● **RECORDS TO PROCESS**

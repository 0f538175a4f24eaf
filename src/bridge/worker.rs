//! Dedicated producer thread feeding a bounded queue.

use crate::{Error, ErrorContext, Result};
use futures::{Stream, StreamExt};
use std::sync::mpsc::{self, Receiver, RecvTimeoutError, SyncSender, TrySendError};
use std::sync::{Arc, Mutex, MutexGuard};
use std::thread::JoinHandle;
use std::time::Duration;
use tokio::sync::Notify;
use uuid::Uuid;

use super::BridgeConfig;

/// Queue message. Exactly one terminal variant ends every healthy stream.
enum Envelope<T> {
    Chunk(T),
    Done,
    Failed(Error),
    Cancelled,
}

#[derive(Debug)]
struct State {
    /// Worker thread has not exited yet.
    alive: bool,
    stop_requested: bool,
    chunks_forwarded: u64,
}

/// State shared between the consumer, stop handles and the worker.
#[derive(Debug)]
struct Shared {
    state: Mutex<State>,
    /// Wakes the worker when a stop is requested, even mid-await.
    stop: Notify,
    /// Signalled by the consumer after taking a message off the queue.
    space: Notify,
}

impl Shared {
    fn lock(&self) -> MutexGuard<'_, State> {
        self.state.lock().unwrap_or_else(|e| e.into_inner())
    }

    fn stop_requested(&self) -> bool {
        self.lock().stop_requested
    }

    fn request_stop(&self, id: Uuid) {
        let mut st = self.lock();
        if !st.stop_requested {
            st.stop_requested = true;
            if st.alive {
                tracing::debug!(bridge_id = %id, "stream bridge stop requested");
            }
        }
        drop(st);
        // A stored permit covers a worker that is not parked yet.
        self.stop.notify_one();
    }
}

/// Cloneable handle for stopping a bridge from another thread.
#[derive(Clone)]
pub struct StopHandle {
    id: Uuid,
    shared: Arc<Shared>,
}

impl StopHandle {
    /// Ask the producer to stop. A producer parked on an await is woken.
    pub fn stop(&self) {
        self.shared.request_stop(self.id);
    }

    /// Whether the worker thread is still alive. Stays true after
    /// [`stop`](Self::stop) until the worker has actually exited.
    pub fn is_running(&self) -> bool {
        self.shared.lock().alive
    }
}

/// Clears `alive` however the worker exits, including by panic.
struct AliveGuard(Arc<Shared>);

impl Drop for AliveGuard {
    fn drop(&mut self) {
        self.0.lock().alive = false;
    }
}

/// Synchronous view over an asynchronous chunk producer.
///
/// The producer runs to completion on its own OS thread with a private
/// current-thread runtime. The consumer pulls chunks in emission order with
/// [`next_chunk`](Self::next_chunk), which blocks for at most
/// [`BridgeConfig::chunk_timeout`].
pub struct StreamBridge<T> {
    id: Uuid,
    rx: Receiver<Envelope<T>>,
    shared: Arc<Shared>,
    worker: Option<JoinHandle<()>>,
    chunk_timeout: Duration,
    finished: bool,
}

impl<T: Send + 'static> StreamBridge<T> {
    /// Start driving `producer` on a new worker thread.
    pub fn spawn<S>(producer: S, cfg: &BridgeConfig) -> Result<Self>
    where
        S: Stream<Item = Result<T>> + Send + 'static,
    {
        cfg.validate()?;
        let id = Uuid::new_v4();
        let (tx, rx) = mpsc::sync_channel(cfg.queue_capacity);
        let shared = Arc::new(Shared {
            state: Mutex::new(State {
                alive: true,
                stop_requested: false,
                chunks_forwarded: 0,
            }),
            stop: Notify::new(),
            space: Notify::new(),
        });

        let worker_shared = Arc::clone(&shared);
        let worker = std::thread::Builder::new()
            .name(format!("nt-bridge-{}", &id.simple().to_string()[..8]))
            .spawn(move || run_producer(id, producer, tx, worker_shared))?;

        tracing::debug!(
            bridge_id = %id,
            queue_capacity = cfg.queue_capacity,
            chunk_timeout_ms = cfg.chunk_timeout.as_millis() as u64,
            "stream bridge started"
        );

        Ok(Self {
            id,
            rx,
            shared,
            worker: Some(worker),
            chunk_timeout: cfg.chunk_timeout,
            finished: false,
        })
    }
}

impl<T> StreamBridge<T> {
    pub fn id(&self) -> Uuid {
        self.id
    }

    /// Block until the next chunk arrives.
    ///
    /// - `Ok(Some(chunk))` for each produced chunk, in order
    /// - `Ok(None)` once the producer completed; also for every call after any terminal result
    /// - `Err(e)` with the producer's own error, [`Error::Cancelled`] after [`stop`](Self::stop),
    ///   [`Error::StreamTimeout`] if the producer stayed silent too long, or
    ///   [`Error::StreamInterrupted`] if it died without finishing
    pub fn next_chunk(&mut self) -> Result<Option<T>> {
        if self.finished {
            return Ok(None);
        }
        let received = self.rx.recv_timeout(self.chunk_timeout);
        if received.is_ok() {
            self.shared.space.notify_one();
        }
        match received {
            Ok(Envelope::Chunk(chunk)) => Ok(Some(chunk)),
            Ok(Envelope::Done) => {
                self.finished = true;
                Ok(None)
            }
            Ok(Envelope::Failed(e)) => {
                self.finished = true;
                Err(e)
            }
            Ok(Envelope::Cancelled) => {
                self.finished = true;
                Err(Error::Cancelled)
            }
            Err(RecvTimeoutError::Timeout) => {
                self.finished = true;
                self.stop();
                tracing::warn!(
                    bridge_id = %self.id,
                    waited_ms = self.chunk_timeout.as_millis() as u64,
                    "stream bridge timed out waiting for producer"
                );
                Err(Error::StreamTimeout {
                    waited: self.chunk_timeout,
                })
            }
            Err(RecvTimeoutError::Disconnected) => {
                self.finished = true;
                tracing::error!(bridge_id = %self.id, "stream producer exited without a terminal message");
                Err(Error::StreamInterrupted)
            }
        }
    }

    /// Request cooperative cancellation. The worker is never killed.
    pub fn stop(&self) {
        self.stop_handle().stop();
    }

    pub fn stop_handle(&self) -> StopHandle {
        StopHandle {
            id: self.id,
            shared: Arc::clone(&self.shared),
        }
    }

    /// Whether the producer thread is still alive.
    pub fn is_running(&self) -> bool {
        self.shared.lock().alive
    }

    pub fn chunks_forwarded(&self) -> u64 {
        self.shared.lock().chunks_forwarded
    }

    /// True once a terminal result has been returned to the consumer.
    pub fn is_finished(&self) -> bool {
        self.finished
    }
}

impl<T> Iterator for StreamBridge<T> {
    type Item = Result<T>;

    fn next(&mut self) -> Option<Self::Item> {
        self.next_chunk().transpose()
    }
}

impl<T> Drop for StreamBridge<T> {
    fn drop(&mut self) {
        self.stop();
        // Disconnect the queue now so a worker waiting for space sees it on wake-up.
        let (_, detached) = mpsc::sync_channel(0);
        drop(std::mem::replace(&mut self.rx, detached));
        self.shared.space.notify_one();
        if let Some(worker) = self.worker.take() {
            if worker.is_finished() {
                let _ = worker.join();
            }
        }
    }
}

fn run_producer<T, S>(id: Uuid, producer: S, tx: SyncSender<Envelope<T>>, shared: Arc<Shared>)
where
    S: Stream<Item = Result<T>> + Send + 'static,
    T: Send + 'static,
{
    let _guard = AliveGuard(Arc::clone(&shared));

    let rt = match tokio::runtime::Builder::new_current_thread()
        .enable_all()
        .build()
    {
        Ok(rt) => rt,
        Err(e) => {
            let _ = tx.send(Envelope::Failed(Error::runtime_with_context(
                "failed to build stream bridge runtime",
                ErrorContext::new()
                    .with_details(e.to_string())
                    .with_source("stream_bridge"),
            )));
            return;
        }
    };

    let terminal = rt.block_on(async {
        let mut producer = Box::pin(producer);
        loop {
            if shared.stop_requested() {
                return Some(Envelope::Cancelled);
            }
            let item = tokio::select! {
                biased;
                _ = shared.stop.notified() => return Some(Envelope::Cancelled),
                item = producer.next() => item,
            };
            match item {
                Some(Ok(chunk)) => {
                    if shared.stop_requested() {
                        return Some(Envelope::Cancelled);
                    }
                    match forward(&tx, &shared, Envelope::Chunk(chunk), true).await {
                        Forward::Sent => shared.lock().chunks_forwarded += 1,
                        Forward::Stopped => return Some(Envelope::Cancelled),
                        Forward::Disconnected => return None,
                    }
                }
                Some(Err(e)) => return Some(Envelope::Failed(e)),
                None => return Some(Envelope::Done),
            }
        }
    });

    let outcome = match &terminal {
        Some(Envelope::Done) => "completed",
        Some(Envelope::Failed(_)) => "failed",
        Some(Envelope::Cancelled) => "cancelled",
        _ => "consumer gone",
    };
    tracing::debug!(
        bridge_id = %id,
        chunks = shared.lock().chunks_forwarded,
        outcome,
        "stream producer finished"
    );

    if let Some(msg) = terminal {
        rt.block_on(forward(&tx, &shared, msg, false));
    }
}

enum Forward {
    Sent,
    Stopped,
    Disconnected,
}

/// Push into the bounded queue without parking the runtime thread.
///
/// On a full queue the worker sleeps until the consumer takes a message
/// (or drops the bridge). With `cancellable`, a stop request also ends the wait.
async fn forward<T>(
    tx: &SyncSender<Envelope<T>>,
    shared: &Shared,
    mut msg: Envelope<T>,
    cancellable: bool,
) -> Forward {
    loop {
        match tx.try_send(msg) {
            Ok(()) => return Forward::Sent,
            Err(TrySendError::Full(back)) => {
                msg = back;
                if cancellable {
                    tokio::select! {
                        biased;
                        _ = shared.stop.notified() => return Forward::Stopped,
                        _ = shared.space.notified() => {}
                    }
                } else {
                    shared.space.notified().await;
                }
            }
            Err(TrySendError::Disconnected(_)) => return Forward::Disconnected,
        }
    }
}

● **WHAT IS BEING ASKED**
The answer must consist of every line above that holds the string "tokio", copied exactly.

● **RESULT OF THIS TASK**
use tokio::sync::Notify;
    let rt = match tokio::runtime::Builder::new_current_thread()
            let item = tokio::select! {
                    tokio::select! {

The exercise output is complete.